» Goal of the exercise
Check every line of the data below for the word "marker" and say how many have it, without further comment.

» Records provided
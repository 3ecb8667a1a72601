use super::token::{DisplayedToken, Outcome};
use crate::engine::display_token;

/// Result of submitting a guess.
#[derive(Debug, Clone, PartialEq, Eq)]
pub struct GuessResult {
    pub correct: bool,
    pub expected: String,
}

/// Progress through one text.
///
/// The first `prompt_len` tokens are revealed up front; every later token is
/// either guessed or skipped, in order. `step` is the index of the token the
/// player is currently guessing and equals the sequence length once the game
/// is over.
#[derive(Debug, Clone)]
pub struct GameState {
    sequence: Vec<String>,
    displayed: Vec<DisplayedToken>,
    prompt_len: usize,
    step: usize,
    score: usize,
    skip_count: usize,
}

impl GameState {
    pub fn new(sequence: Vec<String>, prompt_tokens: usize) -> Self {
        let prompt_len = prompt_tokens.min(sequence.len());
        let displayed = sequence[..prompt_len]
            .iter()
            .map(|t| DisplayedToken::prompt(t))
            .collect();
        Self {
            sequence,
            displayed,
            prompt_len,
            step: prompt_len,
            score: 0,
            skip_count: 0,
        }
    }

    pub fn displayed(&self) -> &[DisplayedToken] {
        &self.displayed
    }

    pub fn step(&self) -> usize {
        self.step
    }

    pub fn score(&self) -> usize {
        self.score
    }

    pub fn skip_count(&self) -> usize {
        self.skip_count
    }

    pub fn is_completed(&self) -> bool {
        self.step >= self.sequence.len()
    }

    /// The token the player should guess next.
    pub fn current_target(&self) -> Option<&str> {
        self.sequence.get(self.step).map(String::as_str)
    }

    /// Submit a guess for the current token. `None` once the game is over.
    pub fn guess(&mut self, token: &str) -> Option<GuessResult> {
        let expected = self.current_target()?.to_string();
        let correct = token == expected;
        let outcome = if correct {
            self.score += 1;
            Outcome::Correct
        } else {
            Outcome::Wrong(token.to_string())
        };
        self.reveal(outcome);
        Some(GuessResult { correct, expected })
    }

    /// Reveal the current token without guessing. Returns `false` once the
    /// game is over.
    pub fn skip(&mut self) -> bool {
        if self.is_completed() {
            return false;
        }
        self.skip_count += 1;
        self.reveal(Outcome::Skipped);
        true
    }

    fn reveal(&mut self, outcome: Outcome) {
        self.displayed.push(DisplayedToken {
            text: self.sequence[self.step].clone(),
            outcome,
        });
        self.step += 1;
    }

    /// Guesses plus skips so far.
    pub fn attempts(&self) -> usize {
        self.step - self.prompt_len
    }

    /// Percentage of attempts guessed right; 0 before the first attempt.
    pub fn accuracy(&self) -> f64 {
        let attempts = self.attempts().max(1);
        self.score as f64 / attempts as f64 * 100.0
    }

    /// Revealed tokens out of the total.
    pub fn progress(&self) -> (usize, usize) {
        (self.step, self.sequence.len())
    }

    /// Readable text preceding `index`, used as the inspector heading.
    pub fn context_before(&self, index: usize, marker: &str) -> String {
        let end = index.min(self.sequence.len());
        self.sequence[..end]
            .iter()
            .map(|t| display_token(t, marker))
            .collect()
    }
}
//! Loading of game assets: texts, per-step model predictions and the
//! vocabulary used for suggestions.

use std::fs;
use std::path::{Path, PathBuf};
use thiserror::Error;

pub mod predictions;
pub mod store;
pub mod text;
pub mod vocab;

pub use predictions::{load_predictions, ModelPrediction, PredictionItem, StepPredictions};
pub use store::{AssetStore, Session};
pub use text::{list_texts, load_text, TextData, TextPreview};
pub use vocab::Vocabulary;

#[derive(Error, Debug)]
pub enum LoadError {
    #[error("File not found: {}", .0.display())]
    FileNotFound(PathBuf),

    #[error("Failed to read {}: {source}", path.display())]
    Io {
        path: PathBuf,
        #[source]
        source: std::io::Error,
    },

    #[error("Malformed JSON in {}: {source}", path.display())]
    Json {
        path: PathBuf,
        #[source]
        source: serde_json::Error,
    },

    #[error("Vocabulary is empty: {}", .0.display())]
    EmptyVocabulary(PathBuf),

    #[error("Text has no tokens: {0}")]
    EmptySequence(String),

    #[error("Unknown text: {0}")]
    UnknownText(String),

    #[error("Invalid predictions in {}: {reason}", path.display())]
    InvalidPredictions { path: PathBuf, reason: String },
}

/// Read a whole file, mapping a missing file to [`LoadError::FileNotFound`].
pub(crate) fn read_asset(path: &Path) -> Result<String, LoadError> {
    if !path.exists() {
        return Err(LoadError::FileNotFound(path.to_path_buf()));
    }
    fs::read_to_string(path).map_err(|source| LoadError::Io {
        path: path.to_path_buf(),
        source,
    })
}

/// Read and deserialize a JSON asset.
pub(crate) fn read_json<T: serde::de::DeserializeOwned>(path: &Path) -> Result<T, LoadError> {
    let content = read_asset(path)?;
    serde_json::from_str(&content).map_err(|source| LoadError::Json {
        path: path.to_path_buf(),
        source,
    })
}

» Exercise answer
2